Ahora, una brillante neblina luminosa ocupa mi campo visual, a veces recuerda un vidrio trisado, a veces descargas de relámpagos, las visiones son de colores cambiantes; el doctor continúa avisándome lo que va haciendo, más para tranquilizarme que para hacerme entender el vocabulario oftalmológico, o me anticipa de un tirón o escarbadura que puede ser levemente dolorosa, la asistente lo acompaña en sus observaciones y me aclara “está muy tranquilo, lo felicito”. Intento desligar la imagen visual y trato de reconstruir Gaseados, vuelvo a él y me refugio en los detalles.
Ahora, a la derecha de los diez soldados y el enfermero aparece, casi perpendicular, otra fila de soldados en las mismas condiciones que avanza, sobre otra pasarela de madera, hacia las cuerdas de la tienda de campaña. La memoria me lleva a una fila de seis ciegos cada uno tomado del bastón de su antecesor, siguiendo al primero que ha caído en una cuneta, Parábola de los ciegos de Pieter Brueghel. Pero de repente todo está en calma, el médico me avisa que me van a colocar un protector en el ojo, me quitan la máscara, las luces se encienden, me ayudan a sentar y me trasladan a una silla de ruedas para volver a la normalidad y, a cambiarme.

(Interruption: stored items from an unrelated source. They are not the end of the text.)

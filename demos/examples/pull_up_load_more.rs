// Copyright 2025 the Understory Authors
// SPDX-License-Identifier: Apache-2.0 OR MIT

//! Pull-up to load more.
//!
//! This example scrolls a feed to its bottom and drags upward to load another
//! page. The load callback fails once, which settles the gesture the same way
//! a success does, and a drag started mid-load only moves the container.
//!
//! Run:
//! - `RUST_LOG=debug cargo run -p understory_pull_refresh_demos --example pull_up_load_more`

use std::cell::{Cell, RefCell};
use std::rc::Rc;
use std::time::Duration;

use kurbo::{Point, Rect};
use understory_pull_refresh::completion::{Completion, Resolver, completion};
use understory_pull_refresh::config::PullToRefreshConfig;
use understory_pull_refresh::controller::PullToRefresh;
use understory_pull_refresh::pointer::{PointerEvent, PointerPhase};
use understory_pull_refresh::tracker::ContainerContext;
use understory_pull_refresh::types::{PullDirection, ScrollMetrics, VisualUpdate};

struct Feed {
    pages: Cell<u32>,
    loading: RefCell<Option<Resolver>>,
}

fn print_updates(label: &str, updates: &[VisualUpdate]) {
    for u in updates {
        println!("  {label}: {u:?}");
    }
}

fn drag(ptr: &mut PullToRefresh<()>, ctx: &ContainerContext<()>, ys: &[f64]) {
    for (i, &y) in ys.iter().enumerate() {
        let phase = if i == 0 {
            PointerPhase::Down
        } else {
            PointerPhase::Move
        };
        let out = ptr.handle_pointer(&PointerEvent::mouse(phase, Point::new(100.0, y)), ctx);
        print_updates("drag", &out);
    }
    let out = ptr.handle_pointer(
        &PointerEvent::mouse(PointerPhase::Up, Point::new(100.0, ys[ys.len() - 1])),
        ctx,
    );
    print_updates("release", &out);
}

fn main() {
    env_logger::Builder::from_env(env_logger::Env::default().default_filter_or("info")).init();

    let feed = Rc::new(Feed {
        pages: Cell::new(1),
        loading: RefCell::new(None),
    });
    let loader = feed.clone();
    let config = PullToRefreshConfig::new(80.0).with_pull_up_threshold(50.0);
    let mut ptr: PullToRefresh<()> = PullToRefresh::new(config, Completion::ready)
        .expect("valid config")
        .with_pull_up(move || {
            log::info!("loading page {}", loader.pages.get() + 1);
            let (done, resolver) = completion();
            *loader.loading.borrow_mut() = Some(resolver);
            done
        });
    ptr.set_indicator_extent(PullDirection::Up, 90.0);

    let bottom = ContainerContext::new(
        ScrollMetrics::new(2300.0, 3000.0, 700.0),
        Rect::new(0.0, 100.0, 420.0, 800.0),
        900.0,
    );

    println!("== First load fails ==");
    drag(&mut ptr, &bottom, &[600.0, 580.0, 540.0]);
    if let Some(r) = feed.loading.borrow_mut().take() {
        log::warn!("page request failed");
        r.reject();
    }
    print_updates("tick", &ptr.tick(Duration::from_millis(100)));
    print_updates("frame", &ptr.on_frame());
    print_updates("tick", &ptr.tick(Duration::from_millis(300)));
    println!("  pages = {}, state = {:?}", feed.pages.get(), ptr.state());

    println!("== Retry, with an extra drag while loading ==");
    drag(&mut ptr, &bottom, &[600.0, 530.0]);
    drag(&mut ptr, &bottom, &[600.0, 500.0]);
    if let Some(r) = feed.loading.borrow_mut().take() {
        feed.pages.set(feed.pages.get() + 1);
        r.fulfill();
    }
    print_updates("tick", &ptr.tick(Duration::from_millis(1000)));
    print_updates("frame", &ptr.on_frame());
    print_updates("tick", &ptr.tick(Duration::from_millis(1200)));
    println!("  pages = {}, state = {:?}", feed.pages.get(), ptr.state());
}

Recibo el instructivo del tratamiento para hacer en casa y, con Beatriz, tomamos el ascensor, en el espejo puedo ver mi aspecto, normal salvo el protector de plástico transparente en forma de concha que, como un monóculo, se mantiene con cinta adhesiva sobre el ojo. Ya en la calle, sigo a Beatriz pero no como los ciegos de Brueghel, que son los de la parábola de Mateo “si un ciego guía a otro ciego los dos caerán en un pozo”, cuadro en el que -dicen los que saben- un oculista capacitado podría diagnosticar distintos tipos de ceguera: desde una catarata negra hasta al que le arrancaron los ojos.

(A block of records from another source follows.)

// Copyright 2025 the Understory Authors
// SPDX-License-Identifier: Apache-2.0 OR MIT

//! Configuration: thresholds, engagement policy, and timing.
//!
//! ## Minimal example
//!
//! ```
//! use understory_pull_refresh::config::{PullToRefreshConfig, TriggerHeight};
//!
//! let config = PullToRefreshConfig::new(80.0)
//!     .with_pull_up_threshold(60.0)
//!     .with_trigger_height(TriggerHeight::Auto);
//! assert!(config.validate().is_ok());
//! assert_eq!(config.effective_pull_up_threshold(), 60.0);
//! ```

use core::time::Duration;

use crate::types::{PullDirection, Transition, Visibility};

/// Errors reported when validating a [`PullToRefreshConfig`].
#[derive(Clone, Debug, PartialEq, thiserror::Error)]
pub enum ConfigError {
    /// A threshold is not a finite, strictly positive distance.
    #[error("{direction:?} threshold must be finite and greater than zero, got {value}")]
    InvalidThreshold {
        /// Direction the threshold applies to.
        direction: PullDirection,
        /// Rejected value.
        value: f64,
    },
    /// A fixed trigger height is negative or NaN.
    #[error("trigger height must be a non-negative distance, got {0}")]
    InvalidTriggerHeight(f64),
}

/// Where on the container a pull-down gesture may start.
#[derive(Copy, Clone, Debug, Default, PartialEq)]
#[cfg_attr(feature = "serde", derive(serde::Serialize, serde::Deserialize))]
pub enum TriggerHeight {
    /// Any start position engages.
    #[default]
    Unbounded,
    /// Only starts within this many pixels of the container's top edge engage.
    Fixed(f64),
    /// Decide per gesture: defer to inner scrollables and to page scroll when
    /// the container spans the whole viewport.
    Auto,
}

/// Whether a new gesture may begin while a callback is in flight.
#[derive(Copy, Clone, Debug, Default, Eq, PartialEq)]
#[cfg_attr(feature = "serde", derive(serde::Serialize, serde::Deserialize))]
pub enum ReentryPolicy {
    /// New gestures are tracked for visual feedback only; they cannot start a
    /// second callback.
    #[default]
    Allow,
    /// New gestures are rejected until the in-flight callback settles.
    LockWhileRefreshing,
}

/// Distances used to classify a gesture.
///
/// The max distances are measured from the indicator regions by the host and
/// cached via [`ThresholdConfig::set_max_distance`]; they stay non-negative.
#[derive(Copy, Clone, Debug, Default, PartialEq)]
pub struct ThresholdConfig {
    /// Pull-down activation distance.
    pub pull_down_threshold: f64,
    /// Pull-up activation distance; falls back to `pull_down_threshold`.
    pub pull_up_threshold: Option<f64>,
    /// Measured height of the pull-down indicator.
    pub max_pull_down_distance: f64,
    /// Measured height of the pull-up indicator.
    pub max_pull_up_distance: f64,
}

impl ThresholdConfig {
    /// Activation distance for `direction`.
    pub fn threshold(&self, direction: PullDirection) -> f64 {
        match direction {
            PullDirection::Down => self.pull_down_threshold,
            PullDirection::Up => self.pull_up_threshold.unwrap_or(self.pull_down_threshold),
        }
    }

    /// Visual travel cap for `direction`.
    pub fn max_distance(&self, direction: PullDirection) -> f64 {
        match direction {
            PullDirection::Down => self.max_pull_down_distance,
            PullDirection::Up => self.max_pull_up_distance,
        }
    }

    /// Cache a measured indicator height. Negative or non-finite measurements
    /// are stored as zero.
    pub fn set_max_distance(&mut self, direction: PullDirection, measured: f64) {
        let v = if measured.is_finite() && measured > 0.0 {
            measured
        } else {
            0.0
        };
        match direction {
            PullDirection::Down => self.max_pull_down_distance = v,
            PullDirection::Up => self.max_pull_up_distance = v,
        }
    }
}

/// Options recognized by the [controller](crate::controller::PullToRefresh).
#[derive(Clone, Debug, PartialEq)]
#[cfg_attr(feature = "serde", derive(serde::Serialize, serde::Deserialize))]
#[cfg_attr(feature = "serde", serde(default))]
pub struct PullToRefreshConfig {
    /// Pull-down activation distance in pixels. Required.
    pub pull_down_threshold: f64,
    /// Pull-up activation distance; defaults to `pull_down_threshold`.
    pub pull_up_threshold: Option<f64>,
    /// Engagement zone for gesture starts.
    pub trigger_height: TriggerHeight,
    /// Hide indicators while at rest.
    pub start_invisible: bool,
    /// Delay between the deferred visual reset and clearing the refreshing flags.
    pub settle_grace: Duration,
    /// Transition armed on the container and indicators at gesture start.
    pub transition: Transition,
    /// Gesture starts while a callback is in flight.
    pub reentry: ReentryPolicy,
}

impl Default for PullToRefreshConfig {
    fn default() -> Self {
        Self::new(80.0)
    }
}

impl PullToRefreshConfig {
    /// Default settle grace delay.
    pub const DEFAULT_SETTLE_GRACE: Duration = Duration::from_millis(200);

    /// Create a configuration with the required pull-down threshold.
    pub fn new(pull_down_threshold: f64) -> Self {
        Self {
            pull_down_threshold,
            pull_up_threshold: None,
            trigger_height: TriggerHeight::Unbounded,
            start_invisible: false,
            settle_grace: Self::DEFAULT_SETTLE_GRACE,
            transition: Transition::default(),
            reentry: ReentryPolicy::Allow,
        }
    }

    /// Set a separate pull-up threshold.
    pub fn with_pull_up_threshold(mut self, threshold: f64) -> Self {
        self.pull_up_threshold = Some(threshold);
        self
    }

    /// Set the engagement zone.
    pub fn with_trigger_height(mut self, trigger_height: TriggerHeight) -> Self {
        self.trigger_height = trigger_height;
        self
    }

    /// Hide indicators at rest.
    pub fn with_start_invisible(mut self, start_invisible: bool) -> Self {
        self.start_invisible = start_invisible;
        self
    }

    /// Set the settle grace delay.
    pub fn with_settle_grace(mut self, grace: Duration) -> Self {
        self.settle_grace = grace;
        self
    }

    /// Set the gesture transition.
    pub fn with_transition(mut self, transition: Transition) -> Self {
        self.transition = transition;
        self
    }

    /// Set the reentry policy.
    pub fn with_reentry(mut self, reentry: ReentryPolicy) -> Self {
        self.reentry = reentry;
        self
    }

    /// Pull-up threshold after applying the pull-down fallback.
    pub fn effective_pull_up_threshold(&self) -> f64 {
        self.pull_up_threshold.unwrap_or(self.pull_down_threshold)
    }

    /// Visibility indicators return to when a gesture ends without a callback.
    pub fn rest_visibility(&self) -> Visibility {
        if self.start_invisible {
            Visibility::Hidden
        } else {
            Visibility::Visible
        }
    }

    /// Threshold distances for a session, with no measured travel yet.
    pub fn thresholds(&self) -> ThresholdConfig {
        ThresholdConfig {
            pull_down_threshold: self.pull_down_threshold,
            pull_up_threshold: self.pull_up_threshold,
            max_pull_down_distance: 0.0,
            max_pull_up_distance: 0.0,
        }
    }

    /// Check distances for sanity.
    pub fn validate(&self) -> Result<(), ConfigError> {
        check_threshold(PullDirection::Down, self.pull_down_threshold)?;
        if let Some(up) = self.pull_up_threshold {
            check_threshold(PullDirection::Up, up)?;
        }
        if let TriggerHeight::Fixed(h) = self.trigger_height
            && (h.is_nan() || h < 0.0)
        {
            return Err(ConfigError::InvalidTriggerHeight(h));
        }
        Ok(())
    }
}

fn check_threshold(direction: PullDirection, value: f64) -> Result<(), ConfigError> {
    if value.is_finite() && value > 0.0 {
        Ok(())
    } else {
        Err(ConfigError::InvalidThreshold { direction, value })
    }
}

Pieter Brueghel puso en imágenes las palabras de Mateo; catorce siglos antes que él, Filóstrato el viejo, en su libro Imágenes (Eikones) hizo un proceso inverso puso en palabras cuadros inexistentes de un museo imaginario de un imaginario palacio de Nápoles; “la historia no se repite, pero rima”, dicen que dijo Mark Twain; lo mismo vale para el arte.
Ya en casa me quito el protector y lo limpio, deberé aplicármelo durante una semana por las noches antes de dormir. Lo estudio con cuidado y veo que dará para hacer un parche de ojo, como el de un pirata, de chico me encantaba disfrazarme de pirata. La semana que viene deberé operarme el ojo derecho y tendré dos protectores. Con ellos podré hacer dos parches, a Paula y Giulia mis sobrinas mellizas les van a encantar.